Giselle’s heart leapt into her throat. That came from the front of the cottage.
Clive wove, unsteady on his feet in the doorway. Was he shot?
Langley grunted and sank to one knee. Was he wounded?
Another shot rang out. Giselle turned her head. It came from the front of the cottage.
La Mère!It had to be she at the front door. But whom was she shooting at?
In the melee, Franchot pushed up from the slimy earth and began to run on all fours, like a monkey in a hurry.

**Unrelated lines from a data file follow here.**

impl EntityStore {
    /// Build a store from a seed catalog, then generate the first batch of
    /// weekly challenges
    pub fn new(catalog: &SeedCatalog, settings: StoreSettings, clock: Box<dyn Clock>) -> Self {
        let now = clock.now();
        let mut store = EntityStore {
            values: catalog.values(now),
            moments: catalog.moments(now),
            strengths: catalog.strengths(),
            challenges: Vec::new(),
            prompts: catalog.prompts.clone(),
            notices: Vec::new(),
            settings,
            clock,
        };
        store.ensure_weekly_challenges();
        info!(
            values = store.values.len(),
            strengths = store.strengths.len(),
            moments = store.moments.len(),
            "journal store seeded"
        );
        store
    }

    /// Build a store from config: its catalog override or the built-in one
    pub fn from_config(config: &Config) -> Result<Self> {
        let catalog = match &config.catalog {
            Some(path) => SeedCatalog::load_from_file(path)?,
            None => SeedCatalog::builtin()?,
        };
        Ok(Self::new(
            &catalog,
            StoreSettings::from(config),
            Box::new(SystemClock),
        ))
    }

    pub fn values(&self) -> &[Value] {
        &self.values
    }

    /// Newest user moments first, seed moments last
    pub fn moments(&self) -> &[Moment] {
        &self.moments
    }

    pub fn strengths(&self) -> &[Strength] {
        &self.strengths
    }

    /// Every challenge, including ones whose strength is unknown
    pub fn challenges(&self) -> &[Challenge] {
        &self.challenges
    }

    pub fn prompts(&self, kind: Option<PromptKind>) -> Vec<&Prompt> {
        self.prompts
            .iter()
            .filter(|p| kind.map_or(true, |k| p.kind == k))
            .collect()
    }

    pub fn value(&self, id: &str) -> Option<&Value> {
        self.values.iter().find(|v| v.id == id)
    }

    pub fn moment(&self, id: &str) -> Option<&Moment> {
        self.moments.iter().find(|m| m.id == id)
    }

    pub fn strength(&self, id: &str) -> Option<&Strength> {
        self.strengths.iter().find(|s| s.id == id)
    }

    pub fn challenge(&self, id: &str) -> Option<&Challenge> {
        self.challenges.iter().find(|c| c.id == id)
    }

    pub fn now(&self) -> chrono::DateTime<chrono::Utc> {
        self.clock.now()
    }

    /// Drain pending notices, oldest first
    pub fn take_notices(&mut self) -> Vec<Notice> {
        std::mem::take(&mut self.notices)
    }

    fn notify(&mut self, notice: Notice) {
        info!(title = %notice.title, "{}", notice.body);
        self.notices.push(notice);
    }

    /// Add a new moment, or replace the moment named by `editing`.
    ///
    /// An edit keeps the original id and timestamp, and keeps the stored
    /// image unless the input carries a new one. Default moments are never
    /// edited.
    pub fn add_or_edit_moment(
        &mut self,
        input: MomentInput,
        editing: Option<&str>,
    ) -> Result<&Moment> {
        let mood = input.mood.unwrap_or(self.settings.default_mood);

        match editing {
            Some(id) => {
                let index = self
                    .moments
                    .iter()
                    .position(|m| m.id == id)
                    .ok_or_else(|| JournalError::MomentNotFound(id.to_string()))?;

                let existing = &self.moments[index];
                if existing.is_default {
                    warn!(moment = %id, "refused edit of default moment");
                    return Err(JournalError::DefaultMomentLocked(id.to_string()));
                }

                let updated = Moment {
                    id: existing.id.clone(),
                    title: input.title,
                    description: input.description,
                    reflection: input.reflection,
                    image: input.image.unwrap_or_else(|| existing.image.clone()),
                    values: input.values,
                    strengths: input.strengths,
                    timestamp: existing.timestamp,
                    mood,
                    is_default: false,
                };
                self.moments[index] = updated;
                self.notify(Notice::new(NoticeKind::Updated, "Moment"));
                Ok(&self.moments[index])
            }
            None => {
                let moment = Moment {
                    id: Uuid::new_v4().to_string(),
                    title: input.title,
                    description: input.description,
                    reflection: input.reflection,
                    image: input
                        .image
                        .unwrap_or_else(|| self.settings.moment_placeholder.clone()),
                    values: input.values,
                    strengths: input.strengths,
                    timestamp: self.clock.now(),
                    mood,
                    is_default: false,
                };
                self.moments.insert(0, moment);
                self.notify(Notice::new(NoticeKind::Added, "Moment"));
                Ok(&self.moments[0])
            }
        }
    }

    /// Add a new value, or replace the value named by `editing`.
    ///
    /// Color and icon are picked at random for new values that do not name
    /// them; an edit keeps whatever the input leaves unset.
    pub fn add_or_edit_value(&mut self, input: ValueInput, editing: Option<&str>) -> Result<&Value> {
        match editing {
            Some(id) => {
                let index = self
                    .values
                    .iter()
                    .position(|v| v.id == id)
                    .ok_or_else(|| JournalError::ValueNotFound(id.to_string()))?;

                let existing = &self.values[index];
                let updated = Value {
                    id: existing.id.clone(),
                    name: input.name,
                    description: input.description,
                    image: input.image.unwrap_or_else(|| existing.image.clone()),
                    timestamp: existing.timestamp,
                    questions: input
                        .questions
                        .unwrap_or_else(|| existing.questions.clone()),
                    category: input.category.or_else(|| existing.category.clone()),
                    color: input.color.or(existing.color),
                    icon: input.icon.or(existing.icon),
                };
                self.values[index] = updated;
                self.notify(Notice::new(NoticeKind::Updated, "Value"));
                Ok(&self.values[index])
            }
            None => {
                let questions = input
                    .questions
                    .unwrap_or_else(|| default_questions(&input.name));
                let value = Value {
                    id: Uuid::new_v4().to_string(),
                    name: input.name,
                    description: input.description,
                    image: input
                        .image
                        .unwrap_or_else(|| self.settings.value_placeholder.clone()),
                    timestamp: self.clock.now(),
                    questions,
                    category: input.category,
                    color: Some(input.color.unwrap_or_else(ColorToken::random)),
                    icon: Some(input.icon.unwrap_or_else(Icon::random)),
                };
                self.values.push(value);
                self.notify(Notice::new(NoticeKind::Added, "Value"));
                Ok(&self.values[self.values.len() - 1])
            }
        }
    }

    /// Replace a value's image. Returns false, changing nothing, when no
    /// value has this id.
    pub fn update_value_image(&mut self, id: &str, image: ImageRef) -> bool {
        match self.values.iter_mut().find(|v| v.id == id) {
            Some(value) => {
                debug!(value = %id, image = %image, "value image replaced");
                value.image = image;
                true
            }
            None => false,
        }
    }

    pub fn add_new_strength(&mut self, input: StrengthInput) -> &Strength {
        let strength = Strength {
            id: Uuid::new_v4().to_string(),
            name: input.name,
            description: input.description,
            color: ColorToken::random(),
            activities: GENERIC_ACTIVITIES.iter().map(|a| a.to_string()).collect(),
            reflections: Vec::new(),
        };
        self.strengths.push(strength);
        self.notify(Notice::new(NoticeKind::Added, "Strength"));
        &self.strengths[self.strengths.len() - 1]
    }

    /// Append a challenge. The strength id is not checked; see
    /// `active_challenges` for the filtered view.
    pub fn add_new_challenge(&mut self, input: ChallengeInput) -> &Challenge {
        if self.strength(&input.strength_id).is_none() {
            warn!(strength = %input.strength_id, "challenge added for unknown strength");
        }
        let challenge = Challenge::new(input, self.clock.now(), self.settings.challenge_window);
        self.challenges.push(challenge);
        self.notify(Notice::new(NoticeKind::Added, "Challenge"));
        &self.challenges[self.challenges.len() - 1]
    }

    /// Flip a challenge's completion. Returns the new state, or `None` when
    /// no challenge has this id.
    pub fn toggle_challenge_completion(&mut self, id: &str) -> Option<bool> {
        let challenge = self.challenges.iter_mut().find(|c| c.id == id)?;
        challenge.completed = !challenge.completed;
        debug!(challenge = %id, completed = challenge.completed, "challenge toggled");
        Some(challenge.completed)
    }

    /// Append a finished reflection to its strength
    pub fn record_reflection(&mut self, strength_id: &str, reflection: Reflection) -> Result<&Strength> {
        let strength = self
            .strengths
            .iter_mut()
            .find(|s| s.id == strength_id)
            .ok_or_else(|| JournalError::StrengthNotFound(strength_id.to_string()))?;
        info!(strength = %strength_id, usage = %reflection.usage, "reflection recorded");
        strength.reflections.push(reflection);
        Ok(&*strength)
    }

    /// Generate one challenge per strength when there are no challenges.
    /// Returns how many were generated.
    pub fn ensure_weekly_challenges(&mut self) -> usize {
        if !self.challenges.is_empty() {
            return 0;
        }
        self.challenges = generate_weekly(
            &self.strengths,
            self.clock.now(),
            self.settings.challenge_window,
        );
        debug!(count = self.challenges.len(), "weekly challenges generated");
        self.challenges.len()
    }

    /// Challenges paired with their strength. Challenges whose strength is
    /// unknown are skipped.
    pub fn active_challenges(&self) -> Vec<(&Challenge, &Strength)> {
        self.challenges
            .iter()
            .filter_map(|c| match self.strength(&c.strength_id) {
                Some(s) => Some((c, s)),
                None => {
                    warn!(challenge = %c.id, strength = %c.strength_id, "skipping dangling challenge");
                    None
                }
            })
            .collect()
    }

    /// Resolve a moment's value and strength ids, skipping unknown ones
    pub fn moment_links(&self, id: &str) -> Result<MomentLinks<'_>> {
        let moment = self
            .moment(id)
            .ok_or_else(|| JournalError::MomentNotFound(id.to_string()))?;
        Ok(MomentLinks {
            values: moment.values.iter().filter_map(|v| self.value(v)).collect(),
            strengths: moment
                .strengths
                .iter()
                .filter_map(|s| self.strength(s))
                .collect(),
        })
    }
}
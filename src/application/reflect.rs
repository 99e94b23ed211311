//! Guided reflection use case

use crate::domain::{ReflectionWizard, Usage};
use crate::error::{JournalError, Result};
use crate::infrastructure::EntityStore;

/// What the user sees after finishing a reflection
#[derive(Debug, Clone, PartialEq, Eq)]
pub struct Insight {
    pub strength_name: String,
    pub usage: Usage,
    pub message: &'static str,
    pub moment: String,
    pub usage_answer: String,
    pub balance_answer: String,
}

/// Open a wizard on one strength
pub fn start_reflection(store: &EntityStore, strength_id: &str) -> Result<ReflectionWizard> {
    let strength = store
        .strength(strength_id)
        .ok_or_else(|| JournalError::StrengthNotFound(strength_id.to_string()))?;
    Ok(ReflectionWizard::new(strength))
}

/// Finish the wizard and append the reflection to its strength.
///
/// On error nothing is recorded and the wizard can still be used.
pub fn finish_reflection(store: &mut EntityStore, wizard: &ReflectionWizard) -> Result<Insight> {
    let reflection = wizard.finish(store.now())?;

    let insight = Insight {
        strength_name: wizard.strength_name().to_string(),
        usage: reflection.usage,
        message: reflection.usage.insight(),
        moment: reflection.moment.clone(),
        usage_answer: reflection.answer1.clone(),
        balance_answer: reflection.answer2.clone(),
    };

    store.record_reflection(wizard.strength_id(), reflection)?;
    Ok(insight)
}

“Get him!” Giselle yelled, but then he turned and headed for her. She threw her knife…and Franchot screamed, holding his bicep, the blood gushing even as he ripped the blade out and, teeth bared, headed for her.
He scrambled toward Giselle, his face warped in pain and hatred. He loomed over her.
Giselle kicked out at him, pushing back in the earth. Gaining no traction, she wrapped her fingers around a nearby sturdy stick.
Franchot growled. With the knife in one hand, he grinned like a madman and stabbed at her arms. Her legs, one, then the other. They stung, burned, and she flailed, aflame. Once. Twice more, he slashed at her legs.
She marveled, as if she floated up and away from her very self, and saw him cutting her, even through her skirts. And her blood, hot and sticky, soaked her skirts.
Pain shot up from her thighs. Blind with it, Giselle lost her breath as the man fell on top of her.
Pinning her down, Franchot squealed with success. “You die,” he promised in French as he fought to capture Giselle’s hand and sat on top of her thighs to raise her forearm. And there he slashed at her, cursing and aiming for her wrist.
Fury ran through Giselle like booming thunder. With her other hand, she hit at the man. His arm, his throat, his eye.
Of a sudden, Franchot stilled, mouth open, hands combing the air.
Giselle pushed away, out from under him, just as Clive stood above the crazed man who flailed, trying to pull the stick from his eye, yet crying and not daring to pull at it.
Giselle watched Clive. He leaned over the agent and saw his affliction. “I would not, if I were you, yank that out.”
The man blinked his one good eye. “This! This!” he screamed, flexing his fingers before his face. And then he fell, face first, into the cold, wet earth.
Clive rolled him over. The fall had driven the wood into his skull. “He’s dead.”
He went to Giselle and curled her close.
“My legs,” she said to him. “And…this…arm.”
He tore off his cravat, ripped up her skirts, and wrapped the cloth around one leg, cinching it so tight, she screamed.
“Langley, your stock!” He yelled to his friend. “She’s bleeding.”
“I don’t want to die,” she murmured to Clive as she plucked at his greatcoat.
“You won’t,” he ground out. “You’ll live!”
“With you.”
“With me,” he promised as he snatched Langley’s cravat from his hand and bound her arm.
Then the night went black and all pain died.